Namun, tentu dengan kedatangan para wisman ke Indonesia tentu akan disertai dengan perangai-perangai para “oknum” yang ketika sebelum pandemi biasanya mereka juga berulah. Ya walaupun kalau dalam bahasan ini, sebetulnya yang suka berulah di tempat-tempat wisata bukan hanya turis asal Cina saja kan, banyak lah, kita bisa Googling satu-satu. Tapi, spesifik untuk turis Cina, gue bermaksud untuk menyampaikan kira-kira bagaimana baiknya meng-handle wisman asal Cina.
Sebagai salah satu orang yang sebelum pandemi banyak berkutat pada pekerjaan yang project-based, gue dan rekan-rekan lainnya juga beberapa kali berkesempatan untuk meng-handle wisman asal Cina. Ada waktu itu yang mereka mau kunjungan misalnya ke Trade Expo Indonesia, melihat barang-barang yang bisa mereka impor ke Cina, misalnya sarang burung walet, mereka berminat sekali dengan produk itu, sambil mau lihat di lapangan rumah burung walet dan proses panen nya seperti apa, dan lain sebagai nya. Biasanya mereka yang datang dengan keperluan bisnis memang ga akan banyak menyediakan waktu untuk plesir di Indonesia, paling cuma mereka sisakan 1 hari aja untuk jalan-jalan.
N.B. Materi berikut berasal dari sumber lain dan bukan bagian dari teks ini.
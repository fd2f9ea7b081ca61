//! Session lifecycle against a mock platform.

use open_metadata_client::{ClientConfig, ClientSession, ErrorKind, Request, TokenSource};
use std::io;
use std::sync::{Arc, Mutex};
use std::time::Duration;
use tracing_subscriber::fmt::MakeWriter;
use test_utils::{MockPlatform, PLATFORM_ORIGIN, TEST_SERVER, TEST_USER, init_test_tracing, ok_envelope};
use tokio_test::{assert_err, assert_ok};

fn config(platform: &MockPlatform) -> ClientConfig {
    ClientConfig::new(platform.uri(), TEST_SERVER, TEST_USER)
}

/// Log sink shared between the subscriber and the test.
#[derive(Clone, Default)]
struct CapturedLogs(Arc<Mutex<Vec<u8>>>);

impl CapturedLogs {
    fn contents(&self) -> String {
        String::from_utf8_lossy(&self.0.lock().unwrap()).into_owned()
    }
}

impl io::Write for CapturedLogs {
    fn write(&mut self, buf: &[u8]) -> io::Result<usize> {
        self.0.lock().unwrap().extend_from_slice(buf);
        Ok(buf.len())
    }

    fn flush(&mut self) -> io::Result<()> {
        Ok(())
    }
}

impl<'a> MakeWriter<'a> for CapturedLogs {
    type Writer = Self;

    fn make_writer(&'a self) -> Self::Writer {
        self.clone()
    }
}

#[tokio::test]
async fn test_open_probes_platform() {
    init_test_tracing();
    let platform = MockPlatform::start().await;

    let session = assert_ok!(ClientSession::open(config(&platform)).await);

    assert_eq!(platform.requests_to("/api/about").await.len(), 1);
    assert_eq!(session.server_name(), TEST_SERVER);
    assert_eq!(session.user_id(), TEST_USER);
    assert!(!session.is_closed());
    assert!(session.get_token().is_none());
}

#[tokio::test]
async fn test_open_rejects_malformed_input_without_network() {
    let platform = MockPlatform::start_bare().await;

    let bad_server = ClientConfig::new(platform.uri(), "", TEST_USER);
    let err = assert_err!(ClientSession::open(bad_server).await);
    assert_eq!(err.kind(), ErrorKind::InvalidParameter);

    let bad_server = ClientConfig::new(platform.uri(), "view server", TEST_USER);
    let err = assert_err!(ClientSession::open(bad_server).await);
    assert_eq!(err.kind(), ErrorKind::InvalidParameter);

    let no_scheme = ClientConfig::new(platform.uri().replace("http://", ""), TEST_SERVER, TEST_USER);
    let err = assert_err!(ClientSession::open(no_scheme).await);
    assert_eq!(err.kind(), ErrorKind::InvalidParameter);
    assert_eq!(err.context().operation, "open");

    assert!(platform.requests().await.is_empty());
}

#[tokio::test]
async fn test_failed_probe_is_connection_error() {
    // Nothing mounted: the probe gets a 404.
    let platform = MockPlatform::start_bare().await;

    let err = assert_err!(ClientSession::open(config(&platform)).await);
    assert_eq!(err.kind(), ErrorKind::Connection);
    assert!(err.context().endpoint.ends_with("/api/about"));
}

#[tokio::test]
async fn test_unreachable_platform_is_connection_error() {
    let config = ClientConfig::new("https://127.0.0.1:1", TEST_SERVER, TEST_USER);

    let err = assert_err!(ClientSession::open(config).await);
    assert_eq!(err.kind(), ErrorKind::Connection);
    assert!(err.is_retryable());
}

#[tokio::test]
async fn test_slow_probe_is_connection_error() {
    let platform = MockPlatform::start_bare().await;
    platform
        .mount_delayed_json("GET", "/api/about", ok_envelope(serde_json::json!({})), Duration::from_secs(2))
        .await;

    let config = config(&platform).with_probe_timeout(Duration::from_millis(200));
    let err = assert_err!(ClientSession::open(config).await);
    assert_eq!(err.kind(), ErrorKind::Connection);
}

#[tokio::test]
async fn test_close_is_idempotent() {
    let platform = MockPlatform::start().await;
    let session = ClientSession::open(config(&platform)).await.unwrap();

    session.close();
    session.close();
    assert!(session.is_closed());

    let err = assert_err!(session.execute(Request::get(platform.endpoint("/x"))).await);
    assert_eq!(err.kind(), ErrorKind::Connection);
    session.close();
}

#[tokio::test]
async fn test_close_after_failed_call() {
    let platform = MockPlatform::start().await;
    let session = ClientSession::open(config(&platform)).await.unwrap();

    assert_err!(session.execute(Request::get(platform.endpoint("/missing"))).await);
    session.close();
    session.close();
}

#[tokio::test]
async fn test_platform_origin_and_paths() {
    let platform = MockPlatform::start().await;
    let session = ClientSession::open(config(&platform).with_page_size(25))
        .await
        .unwrap();

    assert_eq!(session.platform_origin().await.unwrap(), PLATFORM_ORIGIN);
    assert_eq!(
        session.base_path(),
        format!("{}/servers/{TEST_SERVER}/api/open-metadata", platform.uri())
    );
    assert_eq!(
        session.paging_query(10, None),
        vec![
            ("startFrom".to_string(), "10".to_string()),
            ("pageSize".to_string(), "25".to_string()),
        ]
    );
    assert_eq!(session.paging_query(0, Some(5))[1].1, "5");
}

#[tokio::test]
async fn test_trailing_slash_is_trimmed() {
    let platform = MockPlatform::start().await;
    let config = ClientConfig::new(format!("{}/", platform.uri()), TEST_SERVER, TEST_USER);

    let session = ClientSession::open(config).await.unwrap();
    assert_eq!(session.platform_url(), platform.uri());
}

#[tokio::test]
async fn test_configured_token_and_api_key_headers() {
    let platform = MockPlatform::start().await;
    platform
        .mount_json("GET", &MockPlatform::api_path("/ping"), 200, ok_envelope(serde_json::json!({})))
        .await;

    let config = config(&platform)
        .with_token("preset-token", TokenSource::ExternallySupplied)
        .with_api_key("key-42");
    let session = ClientSession::open(config).await.unwrap();

    assert_eq!(session.get_token().as_deref(), Some("Bearer preset-token"));
    assert_eq!(session.token_source(), Some(TokenSource::ExternallySupplied));

    session
        .execute_json(Request::get(platform.endpoint("/ping")))
        .await
        .unwrap();

    let seen = platform.requests_to(&MockPlatform::api_path("/ping")).await;
    let headers = &seen[0].headers;
    assert_eq!(headers.get("authorization").unwrap(), "Bearer preset-token");
    assert_eq!(headers.get("x-api-key").unwrap(), "key-42");
    assert_eq!(headers.get("content-type").unwrap(), "application/json");
}

#[tokio::test]
async fn test_blank_preset_token_is_rejected_before_network() {
    let platform = MockPlatform::start_bare().await;

    for token in ["", "   "] {
        let config = config(&platform).with_token(token, TokenSource::ExternallySupplied);
        let err = assert_err!(ClientSession::open(config).await);
        assert_eq!(err.kind(), ErrorKind::InvalidParameter);
        assert_eq!(
            err.context().additional_info.get("field").map(String::as_str),
            Some("token")
        );
    }

    let config = config(&platform).with_token("line\nbreak", TokenSource::PlatformIssued);
    let err = assert_err!(ClientSession::open(config).await);
    assert_eq!(err.kind(), ErrorKind::InvalidParameter);

    assert!(platform.requests().await.is_empty());
}

#[tokio::test]
async fn test_drop_releases_connection() {
    let platform = MockPlatform::start().await;
    let open_session = ClientSession::open(config(&platform)).await.unwrap();
    let closed_session = ClientSession::open(config(&platform)).await.unwrap();
    closed_session.close();

    let logs = CapturedLogs::default();
    let subscriber = tracing_subscriber::fmt()
        .with_writer(logs.clone())
        .with_ansi(false)
        .with_max_level(tracing::Level::INFO)
        .finish();
    tracing::subscriber::with_default(subscriber, || {
        drop(open_session);
        drop(closed_session);
    });

    assert_eq!(logs.contents().matches("Session closed").count(), 1);
}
Tapi waktu itu misalnya ada juga rombongan produser dan sutradara yang gue dan rekan-rekan fasilitasi kita bawa ke Borobudur dan Kawah Ijen misalnya. Mereka sangat tertarik untuk mencari lokasi shooting untuk garapan film yang mereka pikir secara latar belakang alam dan pemandangan sangat unik dan tidak bisa mereka temukan di Cina. Kawah Ijen tentu merupakan suguhan yang istimewa karena hanya ada 2 di dunia, di Islandia dan di Banyuwangi. Gue rasa engga hanya wisman dari Cina aja yang bakalan kagum sama pesona Api Biru dari Kawah Ijen. Perjalanan menyusuri lereng beberapa jam dari dini hari menuju bibir kawah juga mereka nikmati, dan terbayar dengan keindahan dari Api Biru yang ada.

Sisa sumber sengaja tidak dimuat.